## Exercise aim
Give back all the entries below. Omit none of them.

[Saved data entries]
----------------

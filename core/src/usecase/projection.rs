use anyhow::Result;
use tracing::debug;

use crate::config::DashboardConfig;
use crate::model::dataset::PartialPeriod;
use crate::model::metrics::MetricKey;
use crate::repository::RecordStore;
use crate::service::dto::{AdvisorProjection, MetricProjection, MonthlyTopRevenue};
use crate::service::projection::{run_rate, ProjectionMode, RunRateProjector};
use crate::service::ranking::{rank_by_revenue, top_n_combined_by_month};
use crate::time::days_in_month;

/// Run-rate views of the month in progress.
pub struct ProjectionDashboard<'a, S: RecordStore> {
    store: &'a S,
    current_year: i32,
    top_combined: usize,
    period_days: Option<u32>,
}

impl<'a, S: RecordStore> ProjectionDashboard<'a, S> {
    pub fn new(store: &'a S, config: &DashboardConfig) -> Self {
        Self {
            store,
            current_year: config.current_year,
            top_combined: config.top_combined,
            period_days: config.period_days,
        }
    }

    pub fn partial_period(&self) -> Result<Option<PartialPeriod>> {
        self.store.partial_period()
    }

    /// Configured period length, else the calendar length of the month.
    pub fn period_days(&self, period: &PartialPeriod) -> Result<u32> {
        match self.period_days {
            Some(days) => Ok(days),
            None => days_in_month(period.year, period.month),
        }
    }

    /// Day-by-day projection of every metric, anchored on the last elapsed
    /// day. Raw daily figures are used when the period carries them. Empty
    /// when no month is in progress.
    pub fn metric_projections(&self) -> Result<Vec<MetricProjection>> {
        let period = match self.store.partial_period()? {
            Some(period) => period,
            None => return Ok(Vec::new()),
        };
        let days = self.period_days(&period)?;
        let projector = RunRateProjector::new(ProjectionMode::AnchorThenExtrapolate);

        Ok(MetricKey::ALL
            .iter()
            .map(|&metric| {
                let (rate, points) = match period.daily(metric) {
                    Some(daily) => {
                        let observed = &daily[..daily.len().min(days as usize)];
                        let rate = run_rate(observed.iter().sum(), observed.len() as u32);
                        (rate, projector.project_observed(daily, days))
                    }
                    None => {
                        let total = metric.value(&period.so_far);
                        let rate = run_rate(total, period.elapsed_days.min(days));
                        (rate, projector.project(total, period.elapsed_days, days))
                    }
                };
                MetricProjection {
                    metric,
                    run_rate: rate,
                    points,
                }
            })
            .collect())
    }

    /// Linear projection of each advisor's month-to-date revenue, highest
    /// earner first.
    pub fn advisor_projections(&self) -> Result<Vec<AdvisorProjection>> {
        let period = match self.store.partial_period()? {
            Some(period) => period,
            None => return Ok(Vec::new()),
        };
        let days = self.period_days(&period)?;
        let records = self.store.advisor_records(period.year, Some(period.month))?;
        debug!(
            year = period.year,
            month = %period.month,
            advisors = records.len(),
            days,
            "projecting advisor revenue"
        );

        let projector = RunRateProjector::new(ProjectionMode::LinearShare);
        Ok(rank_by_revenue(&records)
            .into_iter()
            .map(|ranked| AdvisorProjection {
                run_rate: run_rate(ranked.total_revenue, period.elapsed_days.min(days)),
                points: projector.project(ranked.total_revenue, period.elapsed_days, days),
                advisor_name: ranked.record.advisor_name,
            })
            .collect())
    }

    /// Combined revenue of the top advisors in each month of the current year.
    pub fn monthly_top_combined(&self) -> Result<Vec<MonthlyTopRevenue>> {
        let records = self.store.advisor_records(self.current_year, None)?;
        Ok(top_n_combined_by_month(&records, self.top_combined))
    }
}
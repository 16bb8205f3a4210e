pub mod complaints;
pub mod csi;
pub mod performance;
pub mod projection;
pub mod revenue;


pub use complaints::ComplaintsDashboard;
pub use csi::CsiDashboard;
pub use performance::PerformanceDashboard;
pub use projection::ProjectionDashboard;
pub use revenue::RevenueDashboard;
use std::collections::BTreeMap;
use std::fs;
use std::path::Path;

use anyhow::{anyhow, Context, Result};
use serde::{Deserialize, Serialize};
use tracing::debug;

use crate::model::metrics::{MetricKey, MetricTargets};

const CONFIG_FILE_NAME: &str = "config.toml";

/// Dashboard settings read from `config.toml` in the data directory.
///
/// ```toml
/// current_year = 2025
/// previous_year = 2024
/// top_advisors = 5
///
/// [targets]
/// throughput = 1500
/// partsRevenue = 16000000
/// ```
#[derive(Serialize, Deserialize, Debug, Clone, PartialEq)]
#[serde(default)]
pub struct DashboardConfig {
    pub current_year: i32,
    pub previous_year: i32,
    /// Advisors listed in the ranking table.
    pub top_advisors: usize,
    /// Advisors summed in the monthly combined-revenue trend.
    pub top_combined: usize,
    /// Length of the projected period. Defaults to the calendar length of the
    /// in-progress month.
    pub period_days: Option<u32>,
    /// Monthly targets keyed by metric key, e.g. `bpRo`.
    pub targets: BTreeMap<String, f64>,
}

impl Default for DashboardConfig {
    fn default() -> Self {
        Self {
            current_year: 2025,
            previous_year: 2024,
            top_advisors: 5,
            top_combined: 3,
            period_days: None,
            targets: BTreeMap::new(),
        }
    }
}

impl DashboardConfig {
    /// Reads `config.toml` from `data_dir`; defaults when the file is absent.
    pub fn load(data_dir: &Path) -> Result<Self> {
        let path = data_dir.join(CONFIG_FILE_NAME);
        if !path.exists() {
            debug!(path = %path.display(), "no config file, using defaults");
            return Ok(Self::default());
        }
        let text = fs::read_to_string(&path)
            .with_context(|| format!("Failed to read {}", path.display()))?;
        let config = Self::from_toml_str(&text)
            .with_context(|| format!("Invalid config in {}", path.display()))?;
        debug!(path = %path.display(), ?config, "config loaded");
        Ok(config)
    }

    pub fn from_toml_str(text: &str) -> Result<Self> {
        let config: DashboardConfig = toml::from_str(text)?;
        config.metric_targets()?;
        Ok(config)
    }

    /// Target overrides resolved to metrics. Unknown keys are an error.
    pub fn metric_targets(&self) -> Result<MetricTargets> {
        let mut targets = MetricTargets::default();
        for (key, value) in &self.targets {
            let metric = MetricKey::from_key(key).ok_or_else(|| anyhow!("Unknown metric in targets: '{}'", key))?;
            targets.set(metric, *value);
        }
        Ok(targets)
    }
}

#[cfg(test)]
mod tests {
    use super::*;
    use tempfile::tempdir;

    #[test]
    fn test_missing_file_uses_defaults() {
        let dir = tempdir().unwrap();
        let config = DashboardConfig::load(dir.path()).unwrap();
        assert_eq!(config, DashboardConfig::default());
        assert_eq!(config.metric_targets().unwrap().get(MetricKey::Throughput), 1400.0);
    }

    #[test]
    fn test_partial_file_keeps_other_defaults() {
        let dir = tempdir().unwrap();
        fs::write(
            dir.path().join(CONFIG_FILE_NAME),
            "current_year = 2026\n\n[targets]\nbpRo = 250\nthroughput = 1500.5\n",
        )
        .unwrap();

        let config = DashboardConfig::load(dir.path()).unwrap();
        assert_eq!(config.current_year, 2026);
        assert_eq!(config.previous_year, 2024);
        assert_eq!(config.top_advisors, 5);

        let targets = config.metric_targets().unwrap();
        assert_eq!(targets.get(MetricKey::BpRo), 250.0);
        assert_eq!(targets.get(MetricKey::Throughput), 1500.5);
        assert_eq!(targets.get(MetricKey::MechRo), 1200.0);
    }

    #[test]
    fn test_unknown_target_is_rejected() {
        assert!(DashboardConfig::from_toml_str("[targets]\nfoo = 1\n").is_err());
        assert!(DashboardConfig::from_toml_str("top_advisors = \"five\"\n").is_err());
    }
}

----------------

## Response
filename core/src/usecase/projection.rs
use anyhow::Result;
use tracing::debug;

use crate::config::DashboardConfig;
use crate::model::dataset::PartialPeriod;
use crate::model::metrics::MetricKey;
use crate::repository::RecordStore;
use crate::service::dto::{AdvisorProjection, MetricProjection, MonthlyTopRevenue};
use crate::service::projection::{run_rate, ProjectionMode, RunRateProjector};
use crate::service::ranking::{rank_by_revenue, top_n_combined_by_month};
use crate::time::days_in_month;

/// Run-rate views of the month in progress.
pub struct ProjectionDashboard<'a, S: RecordStore> {
    store: &'a S,
    current_year: i32,
    top_combined: usize,
    period_days: Option<u32>,
}

impl<'a, S: RecordStore> ProjectionDashboard<'a, S> {
    pub fn new(store: &'a S, config: &DashboardConfig) -> Self {
        Self {
            store,
            current_year: config.current_year,
            top_combined: config.top_combined,
            period_days: config.period_days,
        }
    }

    pub fn partial_period(&self) -> Result<Option<PartialPeriod>> {
        self.store.partial_period()
    }

    /// Configured period length, else the calendar length of the month.
    pub fn period_days(&self, period: &PartialPeriod) -> Result<u32> {
        match self.period_days {
            Some(days) => Ok(days),
            None => days_in_month(period.year, period.month),
        }
    }

    /// Day-by-day projection of every metric, anchored on the last elapsed
    /// day. Raw daily figures are used when the period carries them. Empty
    /// when no month is in progress.
    pub fn metric_projections(&self) -> Result<Vec<MetricProjection>> {
        let period = match self.store.partial_period()? {
            Some(period) => period,
            None => return Ok(Vec::new()),
        };
        let days = self.period_days(&period)?;
        let projector = RunRateProjector::new(ProjectionMode::AnchorThenExtrapolate);

        Ok(MetricKey::ALL
            .iter()
            .map(|&metric| {
                let (rate, points) = match period.daily(metric) {
                    Some(daily) => {
                        let observed = &daily[..daily.len().min(days as usize)];
                        let rate = run_rate(observed.iter().sum(), observed.len() as u32);
                        (rate, projector.project_observed(daily, days))
                    }
                    None => {
                        let total = metric.value(&period.so_far);
                        let rate = run_rate(total, period.elapsed_days.min(days));
                        (rate, projector.project(total, period.elapsed_days, days))
                    }
                };
                MetricProjection {
                    metric,
                    run_rate: rate,
                    points,
                }
            })
            .collect())
    }

    /// Linear projection of each advisor's month-to-date revenue, highest
    /// earner first.
    pub fn advisor_projections(&self) -> Result<Vec<AdvisorProjection>> {
        let period = match self.store.partial_period()? {
            Some(period) => period,
            None => return Ok(Vec::new()),
        };
        let days = self.period_days(&period)?;
        let records = self.store.advisor_records(period.year, Some(period.month))?;
        debug!(
            year = period.year,
            month = %period.month,
            advisors = records.len(),
            days,
            "projecting advisor revenue"
        );

        let projector = RunRateProjector::new(ProjectionMode::LinearShare);
        Ok(rank_by_revenue(&records)
            .into_iter()
            .map(|ranked| AdvisorProjection {
                run_rate: run_rate(ranked.total_revenue, period.elapsed_days.min(days)),
                points: projector.project(ranked.total_revenue, period.elapsed_days, days),
                advisor_name: ranked.record.advisor_name,
            })
            .collect())
    }

    /// Combined revenue of the top advisors in each month of the current year.
    pub fn monthly_top_combined(&self) -> Result<Vec<MonthlyTopRevenue>> {
        let records = self.store.advisor_records(self.current_year, None)?;
        Ok(top_n_combined_by_month(&records, self.top_combined))
    }
}
repository 16bb8205f3a4210e
pub mod complaints;
pub mod csi;
pub mod performance;
pub mod projection;
pub mod revenue;


pub use complaints::ComplaintsDashboard;
pub use csi::CsiDashboard;
pub use performance::PerformanceDashboard;
pub use projection::ProjectionDashboard;
pub use revenue::RevenueDashboard;
use std::collections::BTreeMap;
use std::fs;
use std::path::Path;

use anyhow::{anyhow, Context, Result};
use serde::{Deserialize, Serialize};
use tracing::debug;

use crate::model::metrics::{MetricKey, MetricTargets};

const CONFIG_FILE_NAME: &str = "config.toml";

/// Dashboard settings read from `config.toml` in the data directory.
///
/// ```toml
/// current_year = 2025
/// previous_year = 2024
/// top_advisors = 5
///
/// [targets]
/// throughput = 1500
/// partsRevenue = 16000000
/// ```
#[derive(Serialize, Deserialize, Debug, Clone, PartialEq)]
#[serde(default)]
pub struct DashboardConfig {
    pub current_year: i32,
    pub previous_year: i32,
    /// Advisors listed in the ranking table.
    pub top_advisors: usize,
    /// Advisors summed in the monthly combined-revenue trend.
    pub top_combined: usize,
    /// Length of the projected period. Defaults to the calendar length of the
    /// in-progress month.
    pub period_days: Option<u32>,
    /// Monthly targets keyed by metric key, e.g. `bpRo`.
    pub targets: BTreeMap<String, f64>,
}

impl Default for DashboardConfig {
    fn default() -> Self {
        Self {
            current_year: 2025,
            previous_year: 2024,
            top_advisors: 5,
            top_combined: 3,
            period_days: None,
            targets: BTreeMap::new(),
        }
    }
}

impl DashboardConfig {
    /// Reads `config.toml` from `data_dir`; defaults when the file is absent.
    pub fn load(data_dir: &Path) -> Result<Self> {
        let path = data_dir.join(CONFIG_FILE_NAME);
        if !path.exists() {
            debug!(path = %path.display(), "no config file, using defaults");
            return Ok(Self::default());
        }
        let text = fs::read_to_string(&path)
            .with_context(|| format!("Failed to read {}", path.display()))?;
        let config = Self::from_toml_str(&text)
            .with_context(|| format!("Invalid config in {}", path.display()))?;
        debug!(path = %path.display(), ?config, "config loaded");
        Ok(config)
    }

    pub fn from_toml_str(text: &str) -> Result<Self> {
        let config: DashboardConfig = toml::from_str(text)?;
        config.metric_targets()?;
        Ok(config)
    }

    /// Target overrides resolved to metrics. Unknown keys are an error.
    pub fn metric_targets(&self) -> Result<MetricTargets> {
        let mut targets = MetricTargets::default();
        for (key, value) in &self.targets {
            let metric = MetricKey::from_key(key).ok_or_else(|| anyhow!("Unknown metric in targets: '{}'", key))?;
            targets.set(metric, *value);
        }
        Ok(targets)
    }
}

#[cfg(test)]
mod tests {
    use super::*;
    use tempfile::tempdir;

    #[test]
    fn test_missing_file_uses_defaults() {
        let dir = tempdir().unwrap();
        let config = DashboardConfig::load(dir.path()).unwrap();
        assert_eq!(config, DashboardConfig::default());
        assert_eq!(config.metric_targets().unwrap().get(MetricKey::Throughput), 1400.0);
    }

    #[test]
    fn test_partial_file_keeps_other_defaults() {
        let dir = tempdir().unwrap();
        fs::write(
            dir.path().join(CONFIG_FILE_NAME),
            "current_year = 2026\n\n[targets]\nbpRo = 250\nthroughput = 1500.5\n",
        )
        .unwrap();

        let config = DashboardConfig::load(dir.path()).unwrap();
        assert_eq!(config.current_year, 2026);
        assert_eq!(config.previous_year, 2024);
        assert_eq!(config.top_advisors, 5);

        let targets = config.metric_targets().unwrap();
        assert_eq!(targets.get(MetricKey::BpRo), 250.0);
        assert_eq!(targets.get(MetricKey::Throughput), 1500.5);
        assert_eq!(targets.get(MetricKey::MechRo), 1200.0);
    }

    #[test]
    fn test_unknown_target_is_rejected() {
        assert!(DashboardConfig::from_toml_str("[targets]\nfoo = 1\n").is_err());
        assert!(DashboardConfig::from_toml_str("top_advisors = \"five\"\n").is_err());
    }
}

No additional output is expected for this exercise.